LNCaP, PC-3, e 22Rv1 foram gentilmente cedidas pelo Dr. Pei-Wen Hsiao (Agricultural Biotechnology Research Center, Academia Sinica, Taiwan ) [37]. DU 145 e 293T foram comprados da coleção Bioresource e Research Center (BCRC, Taiwan). linhas de PC-3 e células 293T foram mantidas em meio de Eagle modificado por Dulbecco, enquanto LNCaP e 22Rv1 foram cultivadas em meio RPMI-1640. A DU 145 foram mantidas em meio de Eagle modificado.
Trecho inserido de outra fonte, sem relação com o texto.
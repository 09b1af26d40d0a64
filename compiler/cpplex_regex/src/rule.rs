//! Regex rule algebra.
//!
//! A [`Rule`] is an immutable expression tree over [`Chset`] leaves, built
//! with combinators: `>>` for sequence, `|` for alternation (two leaves
//! merge into one wider leaf), [`Rule::star`] for repetition,
//! [`Rule::plus`] for one-or-more and [`Rule::opt`] for optional-empty.
//! Negation and difference only make sense on character-set leaves and
//! report [`RuleError`] on anything else.

use crate::chset::Chset;
use crate::symbol::Symbol;

/// Misuse of the rule combinators, caught at construction time.
#[derive(Debug, Clone, PartialEq, Eq, thiserror::Error)]
pub enum RuleError {
    #[error("only character-set rules can be negated")]
    NegateComposite,
    #[error("difference requires character-set rules on both sides")]
    SubtractComposite,
}

/// A regex rule: the input alphabet of one automaton.
#[derive(Clone, Debug, PartialEq, Eq)]
pub enum Rule {
    /// Single-symbol leaf guarded by a character set.
    Chset(Chset),
    /// All sub-rules in order.
    Seq(Vec<Rule>),
    /// Any one sub-rule.
    Alt(Vec<Rule>),
    /// Zero or more repetitions of the sub-rule.
    Star(Box<Rule>),
}

impl Rule {
    /// Zero-or-more repetitions.
    pub fn star(self) -> Rule {
        Rule::Star(Box::new(self))
    }

    /// One-or-more repetitions, as sequence-then-star.
    pub fn plus(self) -> Rule {
        self.clone() >> self.star()
    }

    /// Zero-or-one occurrence: an alternation with the empty sequence.
    pub fn opt(self) -> Rule {
        Rule::Alt(vec![self, Rule::Seq(Vec::new())])
    }

    /// Complement of a leaf within the chset domain.
    pub fn negate(&self) -> Result<Rule, RuleError> {
        match self {
            Rule::Chset(set) => Ok(Rule::Chset(set.complement())),
            _ => Err(RuleError::NegateComposite),
        }
    }

    /// Leaf difference.
    pub fn minus(&self, other: &Rule) -> Result<Rule, RuleError> {
        match (self, other) {
            (Rule::Chset(a), Rule::Chset(b)) => Ok(Rule::Chset(a.difference(b))),
            _ => Err(RuleError::SubtractComposite),
        }
    }
}

/// Leaf from a character-class spec string, e.g. `chset("a-zA-Z_")`.
pub fn chset(spec: &str) -> Rule {
    Rule::Chset(Chset::spec(spec))
}

/// Leaf matching exactly one symbol.
pub fn sym(s: Symbol) -> Rule {
    Rule::Chset(Chset::of(s))
}

/// Leaf from explicit inclusive symbol ranges.
pub fn ranges(rs: &[(Symbol, Symbol)]) -> Rule {
    Rule::Chset(Chset::from_ranges(rs))
}

/// Sequence matching the text's characters one by one.
pub fn chseq(text: &str) -> Rule {
    Rule::Seq(text.chars().map(|c| sym(c as Symbol)).collect())
}

/// Alternation of several literal strings.
pub fn strset(strs: &[&str]) -> Rule {
    Rule::Alt(strs.iter().map(|s| chseq(s)).collect())
}

/// Any symbol of the complement domain (includes the start-of-file
/// sentinel and the raw-string placeholder, excludes comment-begin and
/// end-of-file).
pub fn any_char() -> Rule {
    Rule::Chset(!Chset::new())
}

impl From<Chset> for Rule {
    fn from(set: Chset) -> Rule {
        Rule::Chset(set)
    }
}

impl std::ops::Shr for Rule {
    type Output = Rule;

    /// Sequence. Flattens a left-hand sequence so long chains stay shallow.
    fn shr(self, rhs: Rule) -> Rule {
        match self {
            Rule::Seq(mut subs) => {
                subs.push(rhs);
                Rule::Seq(subs)
            }
            other => Rule::Seq(vec![other, rhs]),
        }
    }
}

impl std::ops::BitOr for Rule {
    type Output = Rule;

    /// Alternation. Two leaves merge into a single wider leaf; a left-hand
    /// alternation is flattened.
    fn bitor(self, rhs: Rule) -> Rule {
        match (self, rhs) {
            (Rule::Chset(a), Rule::Chset(b)) => Rule::Chset(a | b),
            (Rule::Alt(mut subs), rhs) => {
                subs.push(rhs);
                Rule::Alt(subs)
            }
            (lhs, rhs) => Rule::Alt(vec![lhs, rhs]),
        }
    }
}

#[cfg(test)]
mod tests;
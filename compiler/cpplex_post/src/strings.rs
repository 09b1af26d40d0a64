//! String-literal concatenation and encoding.
//!
//! Adjacent string literals in the token stream form one array
//! literal. Pieces arrive one at a time and are held here until a
//! token that is not a string literal forces a flush (whitespace and
//! new-lines do not). Encoding prefixes must agree across pieces; an
//! unprefixed piece is compatible with everything, and a run with no
//! prefix at all defaults to plain `char`. Ud-suffixes must agree the
//! same way. Any conflict or undecodable piece turns the whole run
//! into one invalid token.

use memchr::{memchr, memrchr};

use crate::escape::{decode_escapes, encode_units};
use crate::fundamental::FundamentalType;
use crate::stream::PostTokenStream;

#[derive(Debug, Default)]
pub(crate) struct StringAccumulator {
    sources: Vec<Vec<u8>>,
    pieces: Vec<Vec<u8>>,
    ty: Option<FundamentalType>,
    ud_suffix: Option<Vec<u8>>,
    invalid: bool,
}

fn encoding_prefix(prefix: &[u8]) -> Option<Option<FundamentalType>> {
    match prefix {
        b"" => Some(None),
        b"u8" => Some(Some(FundamentalType::Char)),
        b"u" => Some(Some(FundamentalType::Char16T)),
        b"U" => Some(Some(FundamentalType::Char32T)),
        b"L" => Some(Some(FundamentalType::WcharT)),
        _ => None,
    }
}

impl StringAccumulator {
    pub(crate) fn pending(&self) -> bool {
        !self.sources.is_empty()
    }

    /// Adds one string-literal token.
    pub(crate) fn add_string(&mut self, text: &[u8]) {
        self.sources.push(text.to_vec());
        self.add_piece(text);
    }

    /// Adds one user-defined string-literal token; the ud-suffix
    /// follows the closing quote.
    pub(crate) fn add_ud_string(&mut self, text: &[u8]) {
        self.sources.push(text.to_vec());
        let Some(close) = memrchr(b'"', text) else {
            self.invalid = true;
            return;
        };
        let (literal, suffix) = (&text[..=close], &text[close + 1..]);
        if !suffix.starts_with(b"_") {
            self.invalid = true;
            return;
        }
        match &self.ud_suffix {
            Some(existing) if existing != suffix => self.invalid = true,
            Some(_) => {}
            None => self.ud_suffix = Some(suffix.to_vec()),
        }
        self.add_piece(literal);
    }

    fn add_piece(&mut self, literal: &[u8]) {
        let Some(quote) = memchr(b'"', literal) else {
            self.invalid = true;
            return;
        };
        let mut prefix = &literal[..quote];
        let raw = prefix.last() == Some(&b'R');
        if raw {
            prefix = &prefix[..prefix.len() - 1];
        }
        let Some(piece_ty) = encoding_prefix(prefix) else {
            self.invalid = true;
            return;
        };
        match (self.ty, piece_ty) {
            (Some(a), Some(b)) if a != b => {
                self.invalid = true;
                return;
            }
            (None, Some(b)) => self.ty = Some(b),
            _ => {}
        }

        let body = if raw {
            // prefix R " d-chars ( body ) d-chars "
            let Some(open) = memchr(b'(', literal) else {
                self.invalid = true;
                return;
            };
            let delim_len = open - quote - 1;
            let end = literal.len() - 2 - delim_len;
            if end < open + 1 {
                self.invalid = true;
                return;
            }
            Some(literal[open + 1..end].to_vec())
        } else if literal.len() >= quote + 2 {
            decode_escapes(&literal[quote + 1..literal.len() - 1])
        } else {
            None
        };
        match body {
            Some(bytes) => self.pieces.push(bytes),
            None => self.invalid = true,
        }
    }

    /// Emits the accumulated run as one event and resets. Does
    /// nothing when no string literal is pending.
    pub(crate) fn flush<S: PostTokenStream>(&mut self, sink: &mut S) {
        if self.sources.is_empty() {
            return;
        }
        let source = self.sources.join(&b" "[..]);
        let ty = self.ty.unwrap_or(FundamentalType::Char);

        let mut combined = String::new();
        let mut decodable = !self.invalid;
        for piece in &self.pieces {
            match std::str::from_utf8(piece) {
                Ok(s) => combined.push_str(s),
                Err(_) => {
                    decodable = false;
                    break;
                }
            }
        }
        if !decodable {
            sink.invalid(&source);
            *self = Self::default();
            return;
        }

        let mut data = encode_units(&combined, ty);
        data.resize(data.len() + ty.width(), 0);
        let n_elements = data.len() / ty.width();
        match self.ud_suffix.take() {
            Some(suffix) => {
                sink.user_defined_literal_string_array(&source, &suffix, n_elements, ty, &data);
            }
            None => sink.literal_array(&source, n_elements, ty, &data),
        }
        *self = Self::default();
    }
}

#[cfg(test)]
mod tests;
Todos os meios foram suplementados com 10% de soro inactivado por calor fetal bovino, glutamina 2 mM, piruvato de sódio 1 mM, 50 U /ml de penicilina, e 50 mg /ml de estreptomicina. As células foram cultivadas a 37 ° C num CO humidificada com 5%

2 /atmosfera de ar.

ensaios MTT

As células foram plaqueadas em placas de 96 poços a uma densidade de 3000 -5000 células por cavidade, dependendo da linha de células, tratadas com veículo (DMSO) ou diferentes doses de LBH589, SAHA, e SBHA usando cinco poços por tratamento. Ao fim de 24, 48 e 72 h de tratamento, os meios foram movidos e 100 ul de 1 mg /mL de MTT foi adicionado antes da incubação a 37 ° C.